Instructions to follow —
If a line in the entries below includes the string "same", copy it out.

Records for this exercise —
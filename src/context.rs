//! Ordered hand-off from the producer to a consumer context.
//!
//! [`consumer_context`] returns a cloneable [`ContextHandle`] used to post
//! jobs and the [`ConsumerPump`] that runs them. Jobs run exactly once, on
//! whichever thread drives the pump, in the order they were posted. Posting
//! never blocks, so the producer can hand work off from inside a read loop.
//!
//! The pump supports two driving styles:
//!
//! - [`ConsumerPump::pump`] drains the queue synchronously, suiting a
//!   single-threaded tick loop that polls once per frame.
//! - [`ConsumerPump::run`] awaits jobs as they arrive until every handle has
//!   been dropped.

use std::panic::{self, AssertUnwindSafe};

use thiserror::Error;
use tokio::sync::mpsc;
use tracing::{debug, error};

use crate::panic::format_panic;

/// Work item executed on the consumer context.
pub type Job = Box<dyn FnOnce() + Send + 'static>;

/// Returned when posting to a consumer context whose pump has been dropped.
#[derive(Debug, Error, PartialEq, Eq)]
#[error("consumer context closed")]
pub struct PostError;

/// Producer-side handle for scheduling jobs on a consumer context.
#[derive(Clone, Debug)]
pub struct ContextHandle {
    tx: mpsc::UnboundedSender<Job>,
}

impl ContextHandle {
    /// Schedule `job` to run once on the consumer context.
    ///
    /// Jobs posted through any clone of the same handle run in submission
    /// order.
    ///
    /// # Errors
    ///
    /// Returns [`PostError`] if the [`ConsumerPump`] has been dropped. The job
    /// is discarded.
    pub fn post<F>(&self, job: F) -> Result<(), PostError>
    where
        F: FnOnce() + Send + 'static,
    {
        self.tx.send(Box::new(job)).map_err(|_| PostError)
    }

    /// Returns true once the pump has been dropped.
    #[must_use]
    pub fn is_closed(&self) -> bool { self.tx.is_closed() }
}

/// Consumer-side queue of posted jobs.
#[derive(Debug)]
pub struct ConsumerPump {
    rx: mpsc::UnboundedReceiver<Job>,
}

/// Create a linked handle and pump.
///
/// ```
/// use std::sync::{Arc, Mutex};
///
/// use reframe::context::consumer_context;
///
/// let (handle, mut pump) = consumer_context();
/// let seen = Arc::new(Mutex::new(Vec::new()));
/// for i in 0..3 {
///     let seen = Arc::clone(&seen);
///     handle.post(move || seen.lock().unwrap().push(i)).unwrap();
/// }
///
/// assert_eq!(pump.pump(), 3);
/// assert_eq!(*seen.lock().unwrap(), vec![0, 1, 2]);
/// ```
#[must_use]
pub fn consumer_context() -> (ContextHandle, ConsumerPump) {
    let (tx, rx) = mpsc::unbounded_channel();
    (ContextHandle { tx }, ConsumerPump { rx })
}

impl ConsumerPump {
    /// Run the jobs queued at call time on the calling thread.
    ///
    /// Returns the number of jobs executed. Jobs posted while the pump is
    /// running wait for the next call.
    pub fn pump(&mut self) -> usize {
        let queued = self.rx.len();
        self.pump_at_most(queued)
    }

    /// Run at most `limit` queued jobs, returning how many ran.
    ///
    /// Useful for bounding the work done in one tick of a frame loop.
    pub fn pump_at_most(&mut self, limit: usize) -> usize {
        let mut ran = 0;
        while ran < limit {
            let Ok(job) = self.rx.try_recv() else { break };
            run_job(job);
            ran += 1;
        }
        ran
    }

    /// Run jobs as they arrive until every [`ContextHandle`] is dropped and
    /// the queue is drained.
    pub async fn run(mut self) {
        let mut ran = 0usize;
        while let Some(job) = self.rx.recv().await {
            run_job(job);
            ran += 1;
        }
        debug!(jobs = ran, "consumer context finished");
    }

    /// Number of jobs waiting to run.
    #[must_use]
    pub fn pending(&self) -> usize { self.rx.len() }
}

fn run_job(job: Job) {
    if let Err(panic) = panic::catch_unwind(AssertUnwindSafe(job)) {
        error!(panic = %format_panic(panic.as_ref()), "consumer job panicked");
    }
}
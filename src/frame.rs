//! The unit handed to consumers.
//!
//! A [`Frame`] wraps [`bytes::Bytes`], so cloning is a reference-count bump
//! and the same frame can be shared between the producer-side and
//! consumer-side sinks without copying.

use std::ops::Deref;

use bytes::Bytes;

/// One complete application-level message extracted from a byte stream.
///
/// Frames are immutable once created.
///
/// ```
/// use reframe::Frame;
///
/// let frame = Frame::from_static(b"Hello\n");
/// assert_eq!(frame.len(), 6);
/// assert_eq!(&frame[..], b"Hello\n");
/// ```
#[derive(Clone, Debug, PartialEq, Eq, Hash)]
pub struct Frame(Bytes);

impl Frame {
    /// Wrap an owned buffer.
    #[must_use]
    pub fn new(bytes: Bytes) -> Self { Self(bytes) }

    /// Copy a byte slice into a new frame.
    #[must_use]
    pub fn copy_from_slice(bytes: &[u8]) -> Self { Self(Bytes::copy_from_slice(bytes)) }

    /// Create a frame from static data without copying.
    #[must_use]
    pub const fn from_static(bytes: &'static [u8]) -> Self { Self(Bytes::from_static(bytes)) }

    /// Borrow the frame contents.
    #[must_use]
    pub fn as_bytes(&self) -> &[u8] { &self.0 }

    /// Cheap clone of the underlying buffer.
    #[must_use]
    pub fn bytes(&self) -> Bytes { self.0.clone() }

    /// Consume the frame, returning the underlying buffer.
    #[must_use]
    pub fn into_bytes(self) -> Bytes { self.0 }

    /// Frame size in bytes.
    #[must_use]
    pub fn len(&self) -> usize { self.0.len() }

    /// Returns true if the frame holds no bytes.
    #[must_use]
    pub fn is_empty(&self) -> bool { self.0.is_empty() }
}

impl Deref for Frame {
    type Target = [u8];

    fn deref(&self) -> &Self::Target { &self.0 }
}

impl AsRef<[u8]> for Frame {
    fn as_ref(&self) -> &[u8] { &self.0 }
}

impl From<Bytes> for Frame {
    fn from(bytes: Bytes) -> Self { Self(bytes) }
}

impl From<Vec<u8>> for Frame {
    fn from(bytes: Vec<u8>) -> Self { Self(Bytes::from(bytes)) }
}

impl From<Frame> for Bytes {
    fn from(frame: Frame) -> Self { frame.0 }
}

impl PartialEq<[u8]> for Frame {
    fn eq(&self, other: &[u8]) -> bool { self.0 == other }
}

impl PartialEq<&[u8]> for Frame {
    fn eq(&self, other: &&[u8]) -> bool { self.0 == *other }
}

#[cfg(test)]
mod tests {
    use super::*;

    #[test]
    fn clones_share_storage() {
        let frame = Frame::from(vec![1, 2, 3]);
        let clone = frame.clone();
        assert_eq!(frame.as_bytes().as_ptr(), clone.as_bytes().as_ptr());
    }

    #[test]
    fn compares_against_slices() {
        let frame = Frame::copy_from_slice(b"abc");
        assert!(frame == b"abc"[..]);
        assert!(frame == &b"abc"[..]);
        assert!(!frame.is_empty());
    }

    #[test]
    fn frames_are_send_and_sync() {
        fn assert_send_sync<T: Send + Sync>() {}
        assert_send_sync::<Frame>();
    }
}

Task solution —
    /// Jobs posted through any clone of the same handle run in submission
//! and the same frame can be shared between the producer-side and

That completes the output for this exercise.